Winning traders are objective and detached from the ongoing market action. They don’t stare at their screens and allow their emotions to move up and down with how well their trades are doing. But novice traders often have difficulty remaining objective and unemotional. There’s a very human tendency to avoid risk and loss. In everyday life, our emotions protect us. When we anticipate harm, we become fearful. Fear is a powerful emotion. When we are afraid, we react quickly and instinctively. And when we act out of fear, it usually leads to impulsive decisions and trading errors. The more you can stay objective and detached, the easier it will be for you to control your emotions.

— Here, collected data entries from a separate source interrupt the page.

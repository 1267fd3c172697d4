//! Remote activity flags.
//!
//! Activities are boolean system variables that a remote control or the
//! CCU web UI can set. Each one applies to a scope of windows and either
//! suspends automatic control, induces a fixed setting (highest precedence,
//! also ends manual intervention), or sets a constant daytime value.
//!
//! Ventilation "until morning" is kept apart: it only knows which
//! activities to clear once the sun is up.

use std::collections::BTreeSet;

use log::{debug, info, warn};

use crate::device::SysvarStore;

/// Windows an activity applies to
#[derive(Debug, Clone, PartialEq, Eq)]
pub enum Scope {
    All,
    Windows(BTreeSet<String>),
}

impl Scope {
    pub fn windows<I, S>(names: I) -> Self
    where
        I: IntoIterator<Item = S>,
        S: Into<String>,
    {
        Scope::Windows(names.into_iter().map(Into::into).collect())
    }

    pub fn contains(&self, window: &str) -> bool {
        match self {
            Scope::All => true,
            Scope::Windows(set) => set.contains(window),
        }
    }
}

#[derive(Debug, Clone, PartialEq)]
pub enum ActivityKind {
    Suspend {
        scope: Scope,
    },
    InducedSetting {
        value: f64,
        scope: Scope,
    },
    ConstantDaytimeSetting {
        value: f64,
        scope: Scope,
        light_shade_separate: bool,
    },
}

impl ActivityKind {
    pub fn scope(&self) -> &Scope {
        match self {
            ActivityKind::Suspend { scope }
            | ActivityKind::InducedSetting { scope, .. }
            | ActivityKind::ConstantDaytimeSetting { scope, .. } => scope,
        }
    }
}

#[derive(Debug, Clone, PartialEq)]
pub struct Activity {
    /// Name of the system variable
    pub name: String,
    pub active: bool,
    pub kind: ActivityKind,
}

impl Activity {
    pub fn new(name: impl Into<String>, kind: ActivityKind) -> Self {
        Self {
            name: name.into(),
            active: false,
            kind,
        }
    }
}

/// What arbitration decided for one window
#[derive(Debug, Clone, Copy, PartialEq)]
pub enum Override {
    Induced(f64),
    ConstantDaytime { value: f64, light_shade_separate: bool },
}

/// Priority-ordered activities
#[derive(Debug, Clone, Default)]
pub struct Arbitrator {
    activities: Vec<Activity>,
}

impl Arbitrator {
    pub fn new(activities: Vec<Activity>) -> Self {
        Self { activities }
    }

    /// Replace the definitions, keeping flags of activities that survive.
    pub fn redefine(&mut self, mut activities: Vec<Activity>) {
        for a in &mut activities {
            if let Some(old) = self.activities.iter().find(|o| o.name == a.name) {
                a.active = old.active;
            }
        }
        self.activities = activities;
    }

    pub fn activities(&self) -> &[Activity] {
        &self.activities
    }

    /// Read every flag from the store. A failed read keeps the old flag.
    pub fn refresh(&mut self, store: &dyn SysvarStore) {
        for a in &mut self.activities {
            match store.get_bool(&a.name) {
                Ok(v) if v != a.active => {
                    info!(target: "overrides", "system variable {} changed to {}", a.name, v);
                    a.active = v;
                }
                Ok(_) => {}
                Err(e) => warn!(target: "overrides", "{}", e),
            }
        }
    }

    pub fn set_active(&mut self, name: &str, active: bool) {
        for a in self.activities.iter_mut().filter(|a| a.name == name) {
            a.active = active;
        }
    }

    pub fn is_active(&self, name: &str) -> bool {
        self.activities.iter().any(|a| a.name == name && a.active)
    }

    pub fn suspended(&self, window: &str) -> bool {
        self.activities.iter().any(|a| {
            a.active && matches!(&a.kind, ActivityKind::Suspend { scope } if scope.contains(window))
        })
    }

    /// An active suspension that covers every window
    pub fn suspended_all(&self) -> bool {
        self.activities
            .iter()
            .any(|a| a.active && matches!(&a.kind, ActivityKind::Suspend { scope: Scope::All }))
    }

    /// Induced settings first, in order; then constant daytime settings.
    pub fn arbitrate(&self, window: &str) -> Option<Override> {
        let active = || self.activities.iter().filter(|a| a.active);

        let induced = active().find_map(|a| match &a.kind {
            ActivityKind::InducedSetting { value, scope } if scope.contains(window) => {
                Some(Override::Induced(*value))
            }
            _ => None,
        });
        if induced.is_some() {
            return induced;
        }

        active().find_map(|a| match &a.kind {
            ActivityKind::ConstantDaytimeSetting {
                value,
                scope,
                light_shade_separate,
            } if scope.contains(window) => Some(Override::ConstantDaytime {
                value: *value,
                light_shade_separate: *light_shade_separate,
            }),
            _ => None,
        })
    }
}

/// "Ventilate until morning": keeps listed ventilation activities running
/// through the night and clears them once the sun is up.
#[derive(Debug, Clone, Default, PartialEq)]
pub struct VentilationSchedule {
    pub flag: String,
    pub activities: Vec<String>,
    active: bool,
}

impl VentilationSchedule {
    pub fn new(flag: impl Into<String>, activities: Vec<String>) -> Self {
        Self {
            flag: flag.into(),
            activities,
            active: false,
        }
    }

    pub fn is_active(&self) -> bool {
        self.active
    }

    pub fn refresh(&mut self, store: &dyn SysvarStore) {
        if self.flag.is_empty() {
            return;
        }
        match store.get_bool(&self.flag) {
            Ok(v) => self.active = v,
            Err(e) => warn!(target: "overrides", "{}", e),
        }
    }

    /// Returns true if a reset happened. Nothing is reset while all
    /// windows are suspended.
    pub fn reset_in_the_morning(
        &mut self,
        sun_is_up: bool,
        arbitrator: &mut Arbitrator,
        store: &dyn SysvarStore,
    ) -> bool {
        if !self.active || !sun_is_up {
            return false;
        }
        if arbitrator.suspended_all() {
            debug!(target: "overrides", "all windows suspended, ventilation reset deferred");
            return false;
        }
        info!(target: "overrides", "resetting ventilation activities in the morning");
        for name in &self.activities {
            if let Err(e) = store.set_bool(name, false) {
                warn!(target: "overrides", "{}", e);
            }
            arbitrator.set_active(name, false);
        }
        if let Err(e) = store.set_bool(&self.flag, false) {
            warn!(target: "overrides", "{}", e);
        }
        self.active = false;
        true
    }
}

If humans didn’t react to market events with strong emotions, there would be no volatility to take advantage of. Fear and greed are powerful emotions that sway the masses to buy and sell at the wrong time. The only difference between you and the masses, however, is that, as a successful short-term trader, you must control your emotions and not be influenced by fear and greed. Master traders know how to control their emotions. They remain detached and objective.

When the stock falls to the protective stop, the position is closed immediately. There is no sense of guilt, worry, or uneasiness. Small, controlled losses are expected, and there is no reason to be overly concerned about it. Similarly, when the stock price moves up to the profit target, the seasoned trader assesses the price movement and either close all or part of the position or even adds to it while raising the stop-loss. Either way, the seasoned trader has planned the trade and is trading the plan with controlled emotions and calm, detached confidence that generally produces consistency and success.

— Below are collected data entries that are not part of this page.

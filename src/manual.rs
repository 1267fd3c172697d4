//! Manual operation detection and write gating.
//!
//! A shutter moved by hand (or by its local switch) no longer matches the
//! level this daemon last saw. From then on automatic writes are held
//! back until the shutter is opened fully again, or an induced activity
//! takes over.

use log::{debug, info};

use crate::Clock;

/// Per-window bookkeeping owned by the controller
#[derive(Debug, Clone, Default, PartialEq)]
pub struct WindowState {
    /// Nominal value of the last successful write
    pub last_commanded: Option<f64>,
    /// Raw level seen in the last cycle (or just written)
    pub last_observed: Option<f64>,
    pub manual_active: bool,
    pub last_manual_at: Option<i64>,
}

impl WindowState {
    /// Record a successful write.
    pub fn commanded(&mut self, nominal: f64) {
        self.last_commanded = Some(nominal);
        self.last_observed = Some(nominal);
    }

    /// An induced setting ends manual intervention.
    pub fn release(&mut self) {
        self.manual_active = false;
    }

    /// Seconds since the shutter was moved by hand, while that still holds.
    pub fn manual_for(&self, now: i64) -> Option<i64> {
        self.last_manual_at
            .filter(|_| self.manual_active)
            .map(|at| now - at)
    }
}

#[derive(Debug, Clone, Copy, Default, PartialEq, Eq)]
pub struct Observation {
    /// Manual intervention just ended by opening the shutter fully
    pub edge: bool,
}

#[derive(Debug, Clone, Copy, PartialEq)]
pub struct ManualDetector {
    pub tolerance: f64,
}

impl ManualDetector {
    pub fn new(tolerance: f64) -> Self {
        Self { tolerance }
    }

    /// Compare a fresh raw reading with what was seen before.
    pub fn observe(&self, window: &str, state: &mut WindowState, raw: f64, now: i64) -> Observation {
        let mut obs = Observation::default();
        if state.last_commanded.is_some() {
            let reference = state.last_observed.or(state.last_commanded).unwrap_or(raw);
            if (raw - reference).abs() > self.tolerance {
                if (raw - 1.0).abs() <= self.tolerance {
                    if state.manual_active {
                        info!(target: "manual", "end of manual intervention for {}", window);
                    }
                    state.manual_active = false;
                    obs.edge = true;
                } else {
                    info!(
                        target: "manual",
                        "manual intervention for {} found, new level {:.2}",
                        window,
                        raw
                    );
                    state.manual_active = true;
                    state.last_manual_at = Some(now);
                }
            }
        }
        state.last_observed = Some(raw);
        obs
    }
}

/// Civil night hours. Ordinary writes are held back at night.
#[derive(Debug, Clone, Copy, PartialEq)]
pub struct NightSchedule {
    pub begin: f64,
    pub end_weekday: f64,
    pub end_saturday: f64,
    pub end_sunday: f64,
}

impl Default for NightSchedule {
    fn default() -> Self {
        Self {
            begin: 22.0,
            end_weekday: 6.5,
            end_saturday: 7.5,
            end_sunday: 8.5,
        }
    }
}

impl NightSchedule {
    /// `weekday`: Monday = 0 .. Sunday = 6; `hour` local civil hour.
    pub fn is_night(&self, weekday: u8, hour: f64) -> bool {
        let end = match weekday {
            5 => self.end_saturday,
            6 => self.end_sunday,
            _ => self.end_weekday,
        };
        !(end < hour && hour < self.begin)
    }
}

/// Wait after a write so sibling actuators do not collide on the radio.
pub fn settle(clock: &dyn Clock, delay: f64) {
    if delay > 0.0 {
        debug!(target: "manual", "settling for {:.0} s", delay);
        clock.sleep(delay);
    }
}

#[cfg(test)]
mod tests {
    use super::*;
    use crate::ManualClock;

    #[test]
    fn divergence_sets_manual_and_full_open_clears_it() {
        let d = ManualDetector::new(0.02);
        let mut st = WindowState::default();
        st.commanded(0.0);

        let obs = d.observe("kitchen", &mut st, 0.5, 100);
        assert!(st.manual_active);
        assert!(!obs.edge);
        assert_eq!(st.last_manual_at, Some(100));

        let obs = d.observe("kitchen", &mut st, 1.0, 200);
        assert!(!st.manual_active);
        assert!(obs.edge);
    }

    #[test]
    fn manual_hold_reports_its_age() {
        let d = ManualDetector::new(0.02);
        let mut st = WindowState::default();
        st.commanded(0.0);
        assert_eq!(st.manual_for(50), None);

        d.observe("w", &mut st, 0.5, 100);
        assert_eq!(st.manual_for(160), Some(60));

        d.observe("w", &mut st, 1.0, 200);
        assert_eq!(st.manual_for(260), None);
    }

    #[test]
    fn edge_fires_once() {
        let d = ManualDetector::new(0.02);
        let mut st = WindowState::default();
        st.commanded(0.3);
        assert!(d.observe("w", &mut st, 1.0, 0).edge);
        assert!(!d.observe("w", &mut st, 1.0, 1).edge);
    }

    #[test]
    fn no_detection_before_first_write() {
        let d = ManualDetector::new(0.02);
        let mut st = WindowState::default();
        let obs = d.observe("w", &mut st, 0.5, 0);
        assert!(!st.manual_active && !obs.edge);
        assert_eq!(st.last_observed, Some(0.5));
    }

    #[test]
    fn small_drift_is_tolerated() {
        let d = ManualDetector::new(0.02);
        let mut st = WindowState::default();
        st.commanded(0.40);
        d.observe("w", &mut st, 0.41, 0);
        assert!(!st.manual_active);
    }

    #[test]
    fn manual_stays_while_level_is_unchanged() {
        let d = ManualDetector::new(0.02);
        let mut st = WindowState::default();
        st.commanded(0.0);
        d.observe("w", &mut st, 0.5, 0);
        d.observe("w", &mut st, 0.5, 1);
        assert!(st.manual_active);
        st.release();
        assert!(!st.manual_active);
    }

    #[test]
    fn night_hours_depend_on_weekday() {
        let n = NightSchedule::default();
        assert!(n.is_night(0, 6.0));
        assert!(!n.is_night(0, 7.0));
        assert!(n.is_night(5, 7.0));
        assert!(!n.is_night(5, 8.0));
        assert!(n.is_night(6, 8.0));
        assert!(!n.is_night(6, 9.0));
        assert!(n.is_night(2, 23.0));
    }

    #[test]
    fn settle_sleeps_on_the_clock() {
        let c = ManualClock::new(0);
        settle(&c, 40.0);
        assert_eq!(c.slept(), 40.0);
    }
}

It may be hard to stay unemotional and detached. The more experience you gain as a trader, however, the easier it will be. People are most afraid when they encounter novel and unforeseen situations, and when newbie traders first start out trading, their initial experiences are new and unpredictable. Under these conditions, it makes sense to put things in your favour.

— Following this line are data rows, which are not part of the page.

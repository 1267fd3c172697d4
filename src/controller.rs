//! Per-window decision cycle.
//!
//! For every window, in order:
//!   suspension check -> sunlit (debounced) -> base table lookup ->
//!   activity override -> close at night -> read level, detect manual
//!   operation -> calibrate -> gated write -> settle
//!
//! Device failures are logged and leave that window untouched; the other
//! windows are still served in the same cycle.

use log::{debug, error, info, warn};

use crate::brightness::BrightnessCondition;
use crate::config::{Params, WindowDef};
use crate::device::{self, Home, Shutter};
use crate::horizon::{Sunlit, SunlitDebounce};
use crate::manual::{self, ManualDetector, WindowState};
use crate::overrides::{Arbitrator, Override};
use crate::solar::SunState;
use crate::temperature::TemperatureCondition;
use crate::Clock;

/// A write issued by the controller
#[derive(Debug, Clone, PartialEq)]
pub struct ShutterCommand {
    pub window: String,
    pub nominal: f64,
    pub success: bool,
}

/// Everything a cycle decides on besides the windows themselves
#[derive(Debug, Clone)]
pub struct CycleInput<'a> {
    pub now: i64,
    pub sun: &'a SunState,
    pub sun_is_up: bool,
    /// Civil night: ordinary writes are held back
    pub night: bool,
    pub temperature: TemperatureCondition,
    pub brightness: BrightnessCondition,
}

pub struct Window {
    pub def: WindowDef,
    shutter: Box<dyn Shutter>,
    pub state: WindowState,
    pub debounce: SunlitDebounce,
}

impl Window {
    pub fn new(def: WindowDef, shutter: Box<dyn Shutter>) -> Self {
        Self {
            def,
            shutter,
            state: WindowState::default(),
            debounce: SunlitDebounce::new(),
        }
    }

    pub fn name(&self) -> &str {
        &self.def.name
    }

    /// The true setting this cycle, before calibration.
    fn target(
        &mut self,
        params: &Params,
        input: &CycleInput<'_>,
        ovr: Option<Override>,
    ) -> f64 {
        let sunlit = self
            .debounce
            .update(&self.def.name, &self.def.profile, input.sun);
        let base = params.table.get(input.temperature, input.brightness, sunlit);

        let setting = match ovr {
            Some(Override::Induced(v)) => v,
            Some(Override::ConstantDaytime {
                light_shade_separate: true,
                ..
            }) if sunlit == Sunlit::Shade => {
                params
                    .table
                    .get(input.temperature, BrightnessCondition::VeryBright, Sunlit::Shade)
            }
            Some(Override::ConstantDaytime { value, .. }) => value,
            None => base,
        };
        debug!(
            target: "controller",
            "{}: {} -> base {:.2}, setting {:.2}",
            self.def.name,
            sunlit,
            base,
            setting
        );
        setting
    }

    /// Run one decision for this window. Returns the write, if any.
    fn decide(
        &mut self,
        params: &Params,
        input: &CycleInput<'_>,
        arbitrator: &Arbitrator,
        clock: &dyn Clock,
    ) -> Option<ShutterCommand> {
        let ovr = arbitrator.arbitrate(&self.def.name);
        let induced = matches!(ovr, Some(Override::Induced(_)));

        let mut setting = self.target(params, input, ovr);
        if induced {
            self.state.release();
        } else if !input.sun_is_up {
            setting = 0.0;
        }

        let raw = match device::read_level(self.shutter.as_ref()) {
            Ok(v) => v,
            Err(e) => {
                warn!(target: "controller", "{}: {}", self.def.name, e);
                return None;
            }
        };

        let edge = if induced {
            self.state.last_observed = Some(raw);
            false
        } else {
            ManualDetector::new(params.shutter_setting_tolerance)
                .observe(&self.def.name, &mut self.state, raw, input.now)
                .edge
        };

        let nominal = self.def.calibration.true_to_nominal(setting);
        let differs = (nominal - raw).abs() > params.shutter_setting_tolerance;
        // Any active override may write at night; manual intervention still wins
        let allowed = !self.state.manual_active && (!input.night || ovr.is_some() || edge);
        if !differs || !allowed {
            if differs {
                match self.state.manual_for(input.now) {
                    Some(secs) => debug!(
                        target: "controller",
                        "{}: holding at {:.2}, moved by hand {}s ago",
                        self.def.name,
                        raw,
                        secs
                    ),
                    None => debug!(
                        target: "controller",
                        "{}: holding at {:.2} (night {})",
                        self.def.name,
                        raw,
                        input.night
                    ),
                }
            }
            return None;
        }

        info!(
            target: "controller",
            "setting {} to {:.2} (nominal {:.3})",
            self.def.name,
            setting,
            nominal
        );
        match self.shutter.write_position(nominal) {
            Ok(()) => {
                manual::settle(clock, params.shutter_trigger_delay);
                self.state.commanded(nominal);
                Some(ShutterCommand {
                    window: self.def.name.clone(),
                    nominal,
                    success: true,
                })
            }
            Err(e) => {
                error!(target: "controller", "{}: {}", self.def.name, e);
                Some(ShutterCommand {
                    window: self.def.name.clone(),
                    nominal,
                    success: false,
                })
            }
        }
    }
}

#[derive(Default)]
pub struct ShutterController {
    windows: Vec<Window>,
}

impl ShutterController {
    pub fn new(windows: Vec<Window>) -> Self {
        Self { windows }
    }

    /// Look up every configured window's shutter. Windows whose shutter
    /// cannot be found after the configured retries are left out.
    pub fn build(params: &Params, home: &dyn Home, clock: &dyn Clock) -> Self {
        let mut controller = Self::default();
        controller.redefine(params, home, clock);
        controller
    }

    /// Apply new window definitions, keeping the state of windows whose
    /// name and shutter did not change.
    pub fn redefine(&mut self, params: &Params, home: &dyn Home, clock: &dyn Clock) {
        let mut old = std::mem::take(&mut self.windows);
        for def in &params.windows {
            if let Some(pos) = old
                .iter()
                .position(|w| w.def.name == def.name && w.def.shutter == def.shutter)
            {
                let mut w = old.swap_remove(pos);
                if w.def.profile != def.profile {
                    w.debounce = SunlitDebounce::new();
                }
                w.def = def.clone();
                self.windows.push(w);
                continue;
            }
            let shutter = device::lookup_with_retry(
                &def.shutter,
                params.lookup_retries,
                params.lookup_backoff,
                clock,
                || home.shutter(&def.shutter),
            );
            match shutter {
                Some(s) => {
                    info!(
                        target: "controller",
                        "window {} ({}) -> {}",
                        def.name,
                        def.room,
                        s.name()
                    );
                    self.windows.push(Window::new(def.clone(), s));
                }
                None => error!(
                    target: "controller",
                    "window {} dropped: shutter {} not found",
                    def.name,
                    def.shutter
                ),
            }
        }
    }

    pub fn windows(&self) -> &[Window] {
        &self.windows
    }

    pub fn run_cycle(
        &mut self,
        params: &Params,
        input: &CycleInput<'_>,
        arbitrator: &Arbitrator,
        clock: &dyn Clock,
    ) -> Vec<ShutterCommand> {
        debug!(
            target: "controller",
            "temperature {}, brightness {}, sun up {}, night {}",
            input.temperature,
            input.brightness,
            input.sun_is_up,
            input.night
        );
        let mut commands = Vec::new();
        for w in &mut self.windows {
            if arbitrator.suspended(&w.def.name) {
                debug!(target: "controller", "{}: suspended", w.def.name);
                continue;
            }
            if let Some(cmd) = w.decide(params, input, arbitrator, clock) {
                commands.push(cmd);
            }
        }
        commands
    }
}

For example, limit your risk. If you make the outcome of a single trade relatively insignificant, you will be able to remain more detached. Similarly, trade with money you can afford to lose. If you know that a loss will really hurt you, it will be difficult to convince yourself that the outcome doesn’t matter. The more you can believe that an outcome truly doesn’t matter, the easier it will be to remain detached and objective. And if you can remain detached and objective, you’ll trade more freely and effortlessly.